Data listing:
use std::collections::HashSet;

use crate::models::{RankedItem, Video};

use super::features::{self, FeatureMap};
use super::similarity::cosine_sparse;

pub(crate) const SIMILARITY_WEIGHT: f64 = 0.9;
pub(crate) const POPULARITY_WEIGHT: f64 = 0.1;
const POPULARITY_CAP: f64 = 0.1;

/// Attenuated popularity boost, capped so it cannot outweigh similarity
pub fn popularity_boost(view_count: i64) -> f64 {
    let views = view_count.max(0) as f64;
    ((views + 1.0).log10() / 10.0).min(POPULARITY_CAP)
}

/// Content-based recommender over sparse feature maps
#[derive(Debug, Clone)]
pub struct ContentRecommender {
    min_duration_secs: i32,
}

impl ContentRecommender {
    pub fn new(min_duration_secs: i32) -> Self {
        Self { min_duration_secs }
    }

    /// Whether a video is long enough to recommend; unknown durations pass
    pub fn is_eligible(&self, video: &Video) -> bool {
        video
            .duration_secs
            .map_or(true, |secs| secs >= self.min_duration_secs)
    }

    /// Scores candidates against a user feature map and returns the top `limit`.
    ///
    /// `final = 0.9 * cosine + 0.1 * popularity`. Excluded and too-short videos
    /// are skipped. Equal scores keep candidate order.
    pub fn recommend(
        &self,
        candidates: &[Video],
        user_vector: &FeatureMap,
        exclude_ids: &HashSet<i64>,
        limit: usize,
    ) -> Vec<RankedItem> {
        let mut scored: Vec<RankedItem> = candidates
            .iter()
            .filter(|video| !exclude_ids.contains(&video.id) && self.is_eligible(video))
            .map(|video| {
                let similarity = cosine_sparse(user_vector, &features::extract(video));
                RankedItem {
                    video_id: video.id,
                    score: SIMILARITY_WEIGHT * similarity
                        + POPULARITY_WEIGHT * popularity_boost(video.view_count),
                }
            })
            .collect();

        sort_descending(&mut scored);
        scored.truncate(limit);
        scored
    }

    /// Videos most similar to `base`, by feature cosine only
    pub fn similar_items(&self, base: &Video, candidates: &[Video], limit: usize) -> Vec<RankedItem> {
        let base_features = features::extract(base);

        let mut scored: Vec<RankedItem> = candidates
            .iter()
            .filter(|video| video.id != base.id)
            .map(|video| RankedItem {
                video_id: video.id,
                score: cosine_sparse(&base_features, &features::extract(video)),
            })
            .collect();

        sort_descending(&mut scored);
        scored.truncate(limit);
        scored
    }

    /// Cold-start ordering by view count when there is nothing to personalize on
    pub fn popular(
        &self,
        candidates: &[Video],
        exclude_ids: &HashSet<i64>,
        limit: usize,
    ) -> Vec<RankedItem> {
        let mut eligible: Vec<&Video> = candidates
            .iter()
            .filter(|video| !exclude_ids.contains(&video.id) && self.is_eligible(video))
            .collect();

        eligible.sort_by(|a, b| b.view_count.cmp(&a.view_count));

        eligible
            .into_iter()
            .take(limit)
            .map(|video| RankedItem {
                video_id: video.id,
                score: popularity_boost(video.view_count),
            })
            .collect()
    }
}

/// Stable descending sort by score
pub(crate) fn sort_descending(items: &mut [RankedItem]) {
    items.sort_by(|a, b| b.score.total_cmp(&a.score));
}

#[cfg(test)]
mod tests {
    use super::*;
    use crate::models::UserPreferences;

    fn video(id: i64, tags: &[&str], region: Option<&str>, view_count: i64) -> Video {
        Video {
            id,
            title: String::new(),
            description: String::new(),
            tags: tags.iter().map(|t| t.to_string()).collect(),
            region: region.map(str::to_string),
            keyword: None,
            duration_secs: Some(300),
            view_count,
            like_count: 0,
            embedding: None,
        }
    }

    fn busan_lover() -> FeatureMap {
        let mut prefs = UserPreferences::new();
        prefs.add_tag("감성");
        prefs.add_region("부산");
        features::user_vector(&prefs)
    }

    #[test]
    fn test_tag_and_region_match_beats_region_only() {
        let both = video(1, &["감성", "여행"], Some("부산"), 0);
        let region_only = video(2, &["바다"], Some("부산"), 0);
        let user = busan_lover();

        let both_sim = cosine_sparse(&user, &features::extract(&both));
        let region_sim = cosine_sparse(&user, &features::extract(&region_only));
        assert!(both_sim > region_sim);

        let ranked = ContentRecommender::new(60).recommend(
            &[region_only, both],
            &user,
            &HashSet::new(),
            10,
        );
        assert_eq!(ranked[0].video_id, 1);
        assert_eq!(ranked[1].video_id, 2);
    }

    #[test]
    fn test_excluded_and_short_videos_are_filtered() {
        let mut short = video(3, &["감성"], Some("부산"), 0);
        short.duration_secs = Some(15);
        let unknown_duration = Video {
            duration_secs: None,
            ..video(4, &["감성"], None, 0)
        };
        let viewed = video(5, &["감성"], Some("부산"), 0);

        let excluded: HashSet<i64> = [5].into_iter().collect();
        let ranked = ContentRecommender::new(60).recommend(
            &[short, unknown_duration, viewed],
            &busan_lover(),
            &excluded,
            10,
        );

        let ids: Vec<i64> = ranked.iter().map(|r| r.video_id).collect();
        assert_eq!(ids, vec![4]);
    }

    #[test]
    fn test_popularity_is_capped_and_monotonic() {
        assert_eq!(popularity_boost(0), 0.0);
        assert!(popularity_boost(1) < popularity_boost(5));
        assert!(popularity_boost(5) <= popularity_boost(100_000));
        assert_eq!(popularity_boost(10_000_000_000), POPULARITY_CAP);
        assert_eq!(popularity_boost(-5), 0.0);
    }

    #[test]
    fn test_higher_view_count_never_ranks_lower() {
        let quiet = video(1, &["감성"], Some("부산"), 0);
        let busy = video(2, &["감성"], Some("부산"), 5);
        let ranked = ContentRecommender::new(60).recommend(
            &[quiet, busy],
            &busan_lover(),
            &HashSet::new(),
            10,
        );
        assert_eq!(ranked[0].video_id, 2);
        assert!(ranked[0].score >= ranked[1].score);
    }

    #[test]
    fn test_ties_keep_candidate_order() {
        let candidates = vec![
            video(30, &["감성"], None, 0),
            video(10, &["감성"], None, 0),
            video(20, &["감성"], None, 0),
        ];
        let ranked =
            ContentRecommender::new(60).recommend(&candidates, &busan_lover(), &HashSet::new(), 10);
        let ids: Vec<i64> = ranked.iter().map(|r| r.video_id).collect();
        assert_eq!(ids, vec![30, 10, 20]);
    }

    #[test]
    fn test_limit_and_empty_candidates() {
        let recommender = ContentRecommender::new(60);
        let candidates: Vec<Video> = (1..=5).map(|id| video(id, &["감성"], None, id)).collect();

        assert_eq!(
            recommender
                .recommend(&candidates, &busan_lover(), &HashSet::new(), 2)
                .len(),
            2
        );
        assert!(recommender
            .recommend(&[], &busan_lover(), &HashSet::new(), 5)
            .is_empty());
    }

    #[test]
    fn test_similar_items_excludes_base_and_ignores_popularity() {
        let base = video(1, &["야경"], Some("부산"), 0);
        let twin = video(2, &["야경"], Some("부산"), 0);
        let famous_stranger = video(3, &["스키"], Some("평창"), 1_000_000);

        let ranked = ContentRecommender::new(60).similar_items(
            &base,
            &[base.clone(), famous_stranger, twin],
            10,
        );

        assert_eq!(ranked.len(), 2);
        assert_eq!(ranked[0].video_id, 2);
        assert!((ranked[0].score - 1.0).abs() < 1e-9);
        assert_eq!(ranked[1].score, 0.0);
    }

    #[test]
    fn test_popular_orders_by_views() {
        let candidates = vec![
            video(1, &[], None, 10),
            video(2, &[], None, 500),
            video(3, &[], None, 500),
            video(4, &[], None, 90),
        ];
        let excluded: HashSet<i64> = [4].into_iter().collect();
        let ranked = ContentRecommender::new(60).popular(&candidates, &excluded, 10);
        let ids: Vec<i64> = ranked.iter().map(|r| r.video_id).collect();
        assert_eq!(ids, vec![2, 3, 1]);
    }
}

Exercise:
Having read the material, transcribe all of it exactly.

Response:
use std::collections::HashSet;

use crate::models::{RankedItem, Video};

use super::features::{self, FeatureMap};
use super::similarity::cosine_sparse;

pub(crate) const SIMILARITY_WEIGHT: f64 = 0.9;
pub(crate) const POPULARITY_WEIGHT: f64 = 0.1;
const POPULARITY_CAP: f64 = 0.1;

/// Attenuated popularity boost, capped so it cannot outweigh similarity
pub fn popularity_boost(view_count: i64) -> f64 {
    let views = view_count.max(0) as f64;
    ((views + 1.0).log10() / 10.0).min(POPULARITY_CAP)
}

/// Content-based recommender over sparse feature maps
#[derive(Debug, Clone)]
pub struct ContentRecommender {
    min_duration_secs: i32,
}

impl ContentRecommender {
    pub fn new(min_duration_secs: i32) -> Self {
        Self { min_duration_secs }
    }

    /// Whether a video is long enough to recommend; unknown durations pass
    pub fn is_eligible(&self, video: &Video) -> bool {
        video
            .duration_secs
            .map_or(true, |secs| secs >= self.min_duration_secs)
    }

    /// Scores candidates against a user feature map and returns the top `limit`.
    ///
    /// `final = 0.9 * cosine + 0.1 * popularity`. Excluded and too-short videos
    /// are skipped. Equal scores keep candidate order.
    pub fn recommend(
        &self,
        candidates: &[Video],
        user_vector: &FeatureMap,
        exclude_ids: &HashSet<i64>,
        limit: usize,
    ) -> Vec<RankedItem> {
        let mut scored: Vec<RankedItem> = candidates
            .iter()
            .filter(|video| !exclude_ids.contains(&video.id) && self.is_eligible(video))
            .map(|video| {
                let similarity = cosine_sparse(user_vector, &features::extract(video));
                RankedItem {
                    video_id: video.id,
                    score: SIMILARITY_WEIGHT * similarity
                        + POPULARITY_WEIGHT * popularity_boost(video.view_count),
                }
            })
            .collect();

        sort_descending(&mut scored);
        scored.truncate(limit);
        scored
    }

    /// Videos most similar to `base`, by feature cosine only
    pub fn similar_items(&self, base: &Video, candidates: &[Video], limit: usize) -> Vec<RankedItem> {
        let base_features = features::extract(base);

        let mut scored: Vec<RankedItem> = candidates
            .iter()
            .filter(|video| video.id != base.id)
            .map(|video| RankedItem {
                video_id: video.id,
                score: cosine_sparse(&base_features, &features::extract(video)),
            })
            .collect();

        sort_descending(&mut scored);
        scored.truncate(limit);
        scored
    }

    /// Cold-start ordering by view count when there is nothing to personalize on
    pub fn popular(
        &self,
        candidates: &[Video],
        exclude_ids: &HashSet<i64>,
        limit: usize,
    ) -> Vec<RankedItem> {
        let mut eligible: Vec<&Video> = candidates
            .iter()
            .filter(|video| !exclude_ids.contains(&video.id) && self.is_eligible(video))
            .collect();

        eligible.sort_by(|a, b| b.view_count.cmp(&a.view_count));

        eligible
            .into_iter()
            .take(limit)
            .map(|video| RankedItem {
                video_id: video.id,
                score: popularity_boost(video.view_count),
            })
            .collect()
    }
}

/// Stable descending sort by score
pub(crate) fn sort_descending(items: &mut [RankedItem]) {
    items.sort_by(|a, b| b.score.total_cmp(&a.score));
}

#[cfg(test)]
mod tests {
    use super::*;
    use crate::models::UserPreferences;

    fn video(id: i64, tags: &[&str], region: Option<&str>, view_count: i64) -> Video {
        Video {
            id,
            title: String::new(),
            description: String::new(),
            tags: tags.iter().map(|t| t.to_string()).collect(),
            region: region.map(str::to_string),
            keyword: None,
            duration_secs: Some(300),
            view_count,
            like_count: 0,
            embedding: None,
        }
    }

    fn busan_lover() -> FeatureMap {
        let mut prefs = UserPreferences::new();
        prefs.add_tag("감성");
        prefs.add_region("부산");
        features::user_vector(&prefs)
    }

    #[test]
    fn test_tag_and_region_match_beats_region_only() {
        let both = video(1, &["감성", "여행"], Some("부산"), 0);
        let region_only = video(2, &["바다"], Some("부산"), 0);
        let user = busan_lover();

        let both_sim = cosine_sparse(&user, &features::extract(&both));
        let region_sim = cosine_sparse(&user, &features::extract(&region_only));
        assert!(both_sim > region_sim);

        let ranked = ContentRecommender::new(60).recommend(
            &[region_only, both],
            &user,
            &HashSet::new(),
            10,
        );
        assert_eq!(ranked[0].video_id, 1);
        assert_eq!(ranked[1].video_id, 2);
    }

    #[test]
    fn test_excluded_and_short_videos_are_filtered() {
        let mut short = video(3, &["감성"], Some("부산"), 0);
        short.duration_secs = Some(15);
        let unknown_duration = Video {
            duration_secs: None,
            ..video(4, &["감성"], None, 0)
        };
        let viewed = video(5, &["감성"], Some("부산"), 0);

        let excluded: HashSet<i64> = [5].into_iter().collect();
        let ranked = ContentRecommender::new(60).recommend(
            &[short, unknown_duration, viewed],
            &busan_lover(),
            &excluded,
            10,
        );

        let ids: Vec<i64> = ranked.iter().map(|r| r.video_id).collect();
        assert_eq!(ids, vec![4]);
    }

    #[test]
    fn test_popularity_is_capped_and_monotonic() {
        assert_eq!(popularity_boost(0), 0.0);
        assert!(popularity_boost(1) < popularity_boost(5));
        assert!(popularity_boost(5) <= popularity_boost(100_000));
        assert_eq!(popularity_boost(10_000_000_000), POPULARITY_CAP);
        assert_eq!(popularity_boost(-5), 0.0);
    }

    #[test]
    fn test_higher_view_count_never_ranks_lower() {
        let quiet = video(1, &["감성"], Some("부산"), 0);
        let busy = video(2, &["감성"], Some("부산"), 5);
        let ranked = ContentRecommender::new(60).recommend(
            &[quiet, busy],
            &busan_lover(),
            &HashSet::new(),
            10,
        );
        assert_eq!(ranked[0].video_id, 2);
        assert!(ranked[0].score >= ranked[1].score);
    }

    #[test]
    fn test_ties_keep_candidate_order() {
        let candidates = vec![
            video(30, &["감성"], None, 0),
            video(10, &["감성"], None, 0),
            video(20, &["감성"], None, 0),
        ];
        let ranked =
            ContentRecommender::new(60).recommend(&candidates, &busan_lover(), &HashSet::new(), 10);
        let ids: Vec<i64> = ranked.iter().map(|r| r.video_id).collect();
        assert_eq!(ids, vec![30, 10, 20]);
    }

    #[test]
    fn test_limit_and_empty_candidates() {
        let recommender = ContentRecommender::new(60);
        let candidates: Vec<Video> = (1..=5).map(|id| video(id, &["감성"], None, id)).collect();

        assert_eq!(
            recommender
                .recommend(&candidates, &busan_lover(), &HashSet::new(), 2)
                .len(),
            2
        );
        assert!(recommender
            .recommend(&[], &busan_lover(), &HashSet::new(), 5)
            .is_empty());
    }

    #[test]
    fn test_similar_items_excludes_base_and_ignores_popularity() {
        let base = video(1, &["야경"], Some("부산"), 0);
        let twin = video(2, &["야경"], Some("부산"), 0);
        let famous_stranger = video(3, &["스키"], Some("평창"), 1_000_000);

        let ranked = ContentRecommender::new(60).similar_items(
            &base,
            &[base.clone(), famous_stranger, twin],
            10,
        );

        assert_eq!(ranked.len(), 2);
        assert_eq!(ranked[0].video_id, 2);
        assert!((ranked[0].score - 1.0).abs() < 1e-9);
        assert_eq!(ranked[1].score, 0.0);
    }

    #[test]
    fn test_popular_orders_by_views() {
        let candidates = vec![
            video(1, &[], None, 10),
            video(2, &[], None, 500),
            video(3, &[], None, 500),
            video(4, &[], None, 90),
        ];
        let excluded: HashSet<i64> = [4].into_iter().collect();
        let ranked = ContentRecommender::new(60).popular(&candidates, &excluded, 10);
        let ids: Vec<i64> = ranked.iter().map(|r| r.video_id).collect();
        assert_eq!(ids, vec![2, 3, 1]);
    }
}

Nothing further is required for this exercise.